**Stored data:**

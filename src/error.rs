//! Error types for the auto_forecast crate

use thiserror::Error;

/// Custom error types for the auto_forecast crate
#[derive(Debug, Error)]
pub enum ForecastError {
    /// The entity key matched no rows, or the matched series is empty or
    /// all-zero over its most recent months (discontinued model/plant)
    #[error("series unavailable: {0}")]
    SeriesUnavailable(String),

    /// The matched series is too short to build a single training window
    #[error("insufficient history: {actual} usable points, need at least {required}")]
    InsufficientHistory { actual: usize, required: usize },

    /// Cached artifacts exist but could not be read back
    #[error("cache load error: {0}")]
    CacheLoad(String),

    /// Training loss became non-finite; nothing from this run may be cached
    #[error("training diverged at epoch {epoch}")]
    TrainingDivergence { epoch: usize },

    /// Prediction or inverse-transform produced a non-finite value
    #[error("forecast numerical error: {0}")]
    ForecastNumerical(String),

    /// Error from invalid parameters
    #[error("invalid parameter: {0}")]
    InvalidParameter(String),

    /// Another request holds the training lock for this entity key
    #[error("model store busy: {0}")]
    StoreBusy(String),

    /// Error from IO operations
    #[error("IO error: {0}")]
    Io(#[from] std::io::Error),

    /// Error from Polars operations
    #[error("polars error: {0}")]
    Polars(String),
}

/// Result type with our custom error
pub type Result<T> = std::result::Result<T, ForecastError>;

impl From<polars::prelude::PolarsError> for ForecastError {
    fn from(err: polars::prelude::PolarsError) -> Self {
        ForecastError::Polars(err.to_string())
    }
}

**TASK DETAILS:**
Once you have read the records above, say how many of their lines contain the word "types", giving only that figure.

**YOUR RESPONSE:**
2